[What you are asked to do]: Write out exactly the lines from the first line of the records below through the line that contains "pub type RawRecord = Map<String, Value>;", and stop there.

Collection entries:
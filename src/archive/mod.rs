//! Search executor and the HTTP client for the archive's search, IIIF and image services.

pub mod client;
pub mod executor;
mod record;
pub(crate) mod token;

pub use client::ArchiveClient;
pub use executor::SearchExecutor;
pub use record::SearchResult;

use serde_json::{Map, Value};

use crate::error::Result;
use crate::query::StructuredQuerySpec;

pub type RawRecord = Map<String, Value>;

/// One search call: the spec plus the page size to request.
#[derive(Debug, Clone, Copy)]
pub struct SearchRequest<'a> {
    pub spec: &'a StructuredQuerySpec,
    pub rows: u32,
}

/// Undecoded page as returned by the archive.
#[derive(Debug, Default)]
pub struct RawPage {
    pub records: Vec<RawRecord>,
    /// Offset of the first record in the full result set.
    pub start: u64,
    pub total_results: Option<u64>,
    /// Opaque cursor for the next page; `None` when this is the last page.
    pub next_token: Option<String>,
    /// Facet counts, passed through as the archive returns them.
    pub facets: Option<Value>,
}

#[derive(Debug, Clone)]
pub struct ImageData {
    pub bytes: Vec<u8>,
    pub mime_type: String,
}

/// The external archive. Implemented by `ArchiveClient`; tests use in-memory mocks.
pub trait ArchiveApi {
    async fn search(&self, request: SearchRequest<'_>, page_token: Option<&str>) -> Result<RawPage>;

    /// Looks up a single record by its identifier.
    async fn lookup_record(&self, record_id: &str) -> Result<Option<RawRecord>>;

    async fn fetch_manifest(&self, record_id: &str) -> Result<Value>;

    async fn fetch_image(&self, url: &str) -> Result<ImageData>;

    /// URL of a record's IIIF manifest (no network access).
    fn manifest_url(&self, record_id: &str) -> String;
}
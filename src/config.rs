//! Key/session context: credential, endpoints and tuning read once from the environment.

use std::collections::BTreeSet;
use std::env;
use std::time::Duration;

use tracing::{debug, warn};

use crate::query::Filter;

pub const DEFAULT_SEARCH_URL: &str = "https://api.nli.org.il/openlibrary/search";
pub const DEFAULT_IIIF_URL: &str = "https://iiif.nli.org.il/IIIFv21";
/// Shared key for anonymous visitors; the archive grants it reduced access.
const VISITOR_KEY: &str = "OHOwpHbdR3Kt6p4S7qjBHddpUam0jHBMsvF5gXPz";

const DEFAULT_PAGE_SIZE: u32 = 10;
pub const MAX_PAGE_SIZE: u32 = 100;
const DEFAULT_MAX_FALLBACK: usize = 5;
const DEFAULT_MEDIA_CONCURRENCY: usize = 4;
const DEFAULT_VISITOR_MAX_ROWS: u32 = 100;

#[derive(Debug, thiserror::Error)]
pub enum ConfigError {
    #[error("{name} must be a positive integer, got '{value}'")]
    InvalidNumber { name: &'static str, value: String },

    #[error("{name} must be at most {max}, got '{value}'")]
    TooLarge {
        name: &'static str,
        value: String,
        max: u32,
    },

    #[error("{name} must be true or false, got '{value}'")]
    InvalidBool { name: &'static str, value: String },

    #[error("{name}: unknown filter '{value}'")]
    UnknownFilter { name: &'static str, value: String },

    #[error("{name} is not a valid URL: {value}")]
    InvalidUrl { name: &'static str, value: String },
}

#[derive(Clone, Copy, Debug, PartialEq, Eq)]
pub enum AccessTier {
    Visitor,
    Personal,
}

#[derive(Clone)]
pub struct ApiKey(String);

impl ApiKey {
    pub fn new(key: impl Into<String>) -> Self {
        Self(key.into())
    }

    pub fn expose(&self) -> &str {
        &self.0
    }
}

impl std::fmt::Debug for ApiKey {
    fn fmt(&self, f: &mut std::fmt::Formatter<'_>) -> std::fmt::Result {
        f.write_str("[REDACTED]")
    }
}

/// What the visitor key may not do. Kept as data because the archive does
/// not publish the exact boundary between tiers.
#[derive(Clone, Debug)]
pub struct AccessPolicy {
    pub visitor_max_rows: u32,
    pub elevated_filters: BTreeSet<Filter>,
}

impl Default for AccessPolicy {
    fn default() -> Self {
        Self {
            visitor_max_rows: DEFAULT_VISITOR_MAX_ROWS,
            elevated_filters: BTreeSet::new(),
        }
    }
}

#[derive(Clone, Debug)]
pub struct RetryPolicy {
    pub max_attempts: u32,
    pub initial_backoff: Duration,
}

impl Default for RetryPolicy {
    fn default() -> Self {
        Self {
            max_attempts: 3,
            initial_backoff: Duration::from_millis(1000),
        }
    }
}

#[derive(Clone, Debug)]
pub struct MediaSettings {
    pub concurrency: usize,
    pub inline_thumbnails: bool,
    /// Permit thumbnail fetches to loopback/private hosts (local mirrors, tests).
    pub allow_private_hosts: bool,
}

impl Default for MediaSettings {
    fn default() -> Self {
        Self {
            concurrency: DEFAULT_MEDIA_CONCURRENCY,
            inline_thumbnails: false,
            allow_private_hosts: false,
        }
    }
}

/// Read-only configuration shared by every request.
#[derive(Clone, Debug)]
pub struct Settings {
    pub api_key: ApiKey,
    pub tier: AccessTier,
    pub search_url: String,
    pub iiif_url: String,
    pub page_size: u32,
    pub max_fallback_attempts: usize,
    pub access: AccessPolicy,
    pub retry: RetryPolicy,
    pub media: MediaSettings,
}

impl Default for Settings {
    fn default() -> Self {
        Self {
            api_key: ApiKey::new(VISITOR_KEY),
            tier: AccessTier::Visitor,
            search_url: DEFAULT_SEARCH_URL.to_string(),
            iiif_url: DEFAULT_IIIF_URL.to_string(),
            page_size: DEFAULT_PAGE_SIZE,
            max_fallback_attempts: DEFAULT_MAX_FALLBACK,
            access: AccessPolicy::default(),
            retry: RetryPolicy::default(),
            media: MediaSettings::default(),
        }
    }
}

impl Settings {
    pub fn from_env() -> Result<Self, ConfigError> {
        Self::from_lookup(|name| env::var(name).ok())
    }

    /// Build settings from an arbitrary variable source.
    pub fn from_lookup(lookup: impl Fn(&str) -> Option<String>) -> Result<Self, ConfigError> {
        let var = |name: &str| {
            lookup(name)
                .map(|v| v.trim().to_string())
                .filter(|v| !v.is_empty())
        };

        let mut settings = Settings::default();

        match var("NLI_API_KEY") {
            Some(key) => {
                debug!("personal NLI API key configured");
                settings.api_key = ApiKey::new(key);
                settings.tier = AccessTier::Personal;
            }
            None => {
                warn!("NLI_API_KEY not set; using the shared visitor key with limited access");
            }
        }

        if let Some(url) = var("NLI_SEARCH_URL") {
            settings.search_url = parse_url("NLI_SEARCH_URL", &url)?;
        }
        if let Some(url) = var("NLI_IIIF_URL") {
            settings.iiif_url = parse_url("NLI_IIIF_URL", &url)?;
        }
        if let Some(v) = var("NLI_PAGE_SIZE") {
            settings.page_size = parse_positive_u32("NLI_PAGE_SIZE", &v)?.min(MAX_PAGE_SIZE);
        }
        if let Some(v) = var("NLI_MAX_FALLBACK") {
            settings.max_fallback_attempts = parse_positive("NLI_MAX_FALLBACK", &v)?;
        }
        if let Some(v) = var("NLI_MEDIA_CONCURRENCY") {
            settings.media.concurrency = parse_positive("NLI_MEDIA_CONCURRENCY", &v)?;
        }
        if let Some(v) = var("NLI_INLINE_THUMBNAILS") {
            settings.media.inline_thumbnails = parse_bool("NLI_INLINE_THUMBNAILS", &v)?;
        }
        if let Some(v) = var("NLI_VISITOR_MAX_ROWS") {
            settings.access.visitor_max_rows = parse_positive_u32("NLI_VISITOR_MAX_ROWS", &v)?;
        }
        if let Some(v) = var("NLI_ELEVATED_FILTERS") {
            settings.access.elevated_filters = v
                .split(',')
                .map(str::trim)
                .filter(|s| !s.is_empty())
                .map(|s| {
                    Filter::from_param_name(s).ok_or_else(|| ConfigError::UnknownFilter {
                        name: "NLI_ELEVATED_FILTERS",
                        value: s.to_string(),
                    })
                })
                .collect::<Result<_, _>>()?;
        }

        Ok(settings)
    }
}

fn parse_positive(name: &'static str, value: &str) -> Result<usize, ConfigError> {
    match value.parse::<usize>() {
        Ok(n) if n > 0 => Ok(n),
        _ => Err(ConfigError::InvalidNumber {
            name,
            value: value.to_string(),
        }),
    }
}

fn parse_positive_u32(name: &'static str, value: &str) -> Result<u32, ConfigError> {
    let n = parse_positive(name, value)?;
    u32::try_from(n).map_err(|_| ConfigError::TooLarge {
        name,
        value: value.to_string(),
        max: u32::MAX,
    })
}

fn parse_bool(name: &'static str, value: &str) -> Result<bool, ConfigError> {
    match value.to_ascii_lowercase().as_str() {
        "1" | "true" | "yes" => Ok(true),
        "0" | "false" | "no" => Ok(false),
        _ => Err(ConfigError::InvalidBool {
            name,
            value: value.to_string(),
        }),
    }
}

fn parse_url(name: &'static str, value: &str) -> Result<String, ConfigError> {
    match url::Url::parse(value) {
        Ok(u) if matches!(u.scheme(), "http" | "https") => {
            Ok(value.trim_end_matches('/').to_string())
        }
        _ => Err(ConfigError::InvalidUrl {
            name,
            value: value.to_string(),
        }),
    }
}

[Answer box]:
filename src/archive/mod.rs
//! Search executor and the HTTP client for the archive's search, IIIF and image services.

pub mod client;
pub mod executor;
mod record;
pub(crate) mod token;

pub use client::ArchiveClient;
pub use executor::SearchExecutor;
pub use record::SearchResult;

use serde_json::{Map, Value};

use crate::error::Result;
use crate::query::StructuredQuerySpec;

pub type RawRecord = Map<String, Value>;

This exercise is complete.